• Problem: Go line by line through the entries below and copy those containing the string "resumatch".

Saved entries
———

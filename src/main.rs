use std::path::PathBuf;

use clap::Parser;
use tracing_subscriber::EnvFilter;

use resumatch::models::AnalysisReport;
use resumatch::{extract, normalize, AnalysisPipeline, Config};

#[derive(Parser, Debug)]
#[command(name = "resumatch")]
#[command(version = "0.1.0")]
#[command(about = "Match a resume against job-description skills")]
struct Args {
    /// Resume file to analyze (PDF or Word .docx)
    #[arg(short, long)]
    resume: Option<PathBuf>,

    /// Comma-separated job description skills
    #[arg(short, long)]
    skills: Option<String>,

    /// Output format (json, text, markdown)
    #[arg(short, long, default_value = "text")]
    format: String,

    /// Output file (defaults to stdout)
    #[arg(short, long)]
    output: Option<String>,
}

fn main() -> anyhow::Result<()> {
    // Initialize logging
    tracing_subscriber::fmt()
        .with_env_filter(
            EnvFilter::from_default_env().add_directive("resumatch=info".parse()?),
        )
        .init();

    // Load environment variables
    dotenvy::dotenv().ok();

    // Parse CLI arguments
    let args = Args::parse();

    // Load configuration
    let config = Config::from_env();

    // Extract and normalize the resume text; a document with no text
    // layer degrades to the missing-document case below.
    let resume_text = match &args.resume {
        Some(path) => normalize(&extract::extract_text(path)?),
        None => String::new(),
    };

    let skill_input = args.skills.as_deref().unwrap_or("").trim();

    // Both inputs must be present before the matcher runs.
    if resume_text.is_empty() || skill_input.is_empty() {
        println!("Please upload a resume and enter job description skills.");
        return Ok(());
    }

    let pipeline = AnalysisPipeline::new(&config);
    let report = pipeline.analyze(&resume_text, skill_input);

    output_report(&report, &args)?;

    Ok(())
}

fn output_report(report: &AnalysisReport, args: &Args) -> anyhow::Result<()> {
    let output = match args.format.as_str() {
        "json" => serde_json::to_string_pretty(report)?,
        "markdown" => format_markdown(report),
        _ => format_text(report),
    };

    if let Some(ref path) = args.output {
        std::fs::write(path, &output)?;
        tracing::info!("Output written to: {}", path);
    } else {
        println!("{}", output);
    }

    Ok(())
}

fn format_text(report: &AnalysisReport) -> String {
    let mut output = String::new();

    output.push_str(&format!(
        "\n=== Resume Match Analysis ===\n\nMatch Score: {:.2}%\n{}\n",
        report.result.match_percentage, report.label
    ));

    output.push_str("\nMatched Skills:\n");
    if report.result.matched_skills.is_empty() {
        output.push_str("  No skills matched\n");
    } else {
        for skill in &report.result.matched_skills {
            output.push_str(&format!("  + {}\n", skill));
        }
    }

    output.push_str("\nMissing Skills:\n");
    if report.result.unmatched_skills.is_empty() {
        output.push_str("  No missing skills\n");
    } else {
        for skill in &report.result.unmatched_skills {
            output.push_str(&format!("  - {}\n", skill));
        }
    }

    if report.result.skill_count() == 0 {
        output.push_str("\nNo skills could be parsed from the input.\n");
    }

    if !report.suggestions.is_empty() {
        output.push_str("\nImprovement Suggestions:\n");
        for line in &report.suggestions {
            output.push_str(&format!("  * {}\n", line));
        }
    }

    output.push_str(&format!(
        "\nAnalyzed on: {}\n",
        report.analyzed_at.format("%Y-%m-%d %H:%M:%S UTC")
    ));

    output
}

fn format_markdown(report: &AnalysisReport) -> String {
    let mut output = String::new();

    output.push_str("# Resume Match Analysis\n\n");
    output.push_str(&format!(
        "**Match Score:** {:.2}% - {}\n",
        report.result.match_percentage, report.label
    ));

    output.push_str("\n## Matched Skills\n\n");
    if report.result.matched_skills.is_empty() {
        output.push_str("_No skills matched_\n");
    } else {
        for skill in &report.result.matched_skills {
            output.push_str(&format!("- {}\n", skill));
        }
    }

    output.push_str("\n## Missing Skills\n\n");
    if report.result.unmatched_skills.is_empty() {
        output.push_str("_No missing skills_\n");
    } else {
        for skill in &report.result.unmatched_skills {
            output.push_str(&format!("- {}\n", skill));
        }
    }

    if !report.suggestions.is_empty() {
        output.push_str("\n## Improvement Suggestions\n\n");
        for line in &report.suggestions {
            output.push_str(&format!("- {}\n", line));
        }
    }

    output.push_str(&format!(
        "\n---\n*Analyzed on {}*\n",
        report.analyzed_at.format("%Y-%m-%d %H:%M:%S UTC")
    ));

    output
}
pub mod matcher;
pub mod normalizer;
pub mod pipeline;
pub mod suggestions;

pub use matcher::SkillMatcher;
pub use normalizer::normalize;
pub use pipeline::AnalysisPipeline;
pub use suggestions::improvement_suggestions;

———

• Response to the exercise:
use resumatch::models::AnalysisReport;
use resumatch::{extract, normalize, AnalysisPipeline, Config};
#[command(name = "resumatch")]
            EnvFilter::from_default_env().add_directive("resumatch=info".parse()?),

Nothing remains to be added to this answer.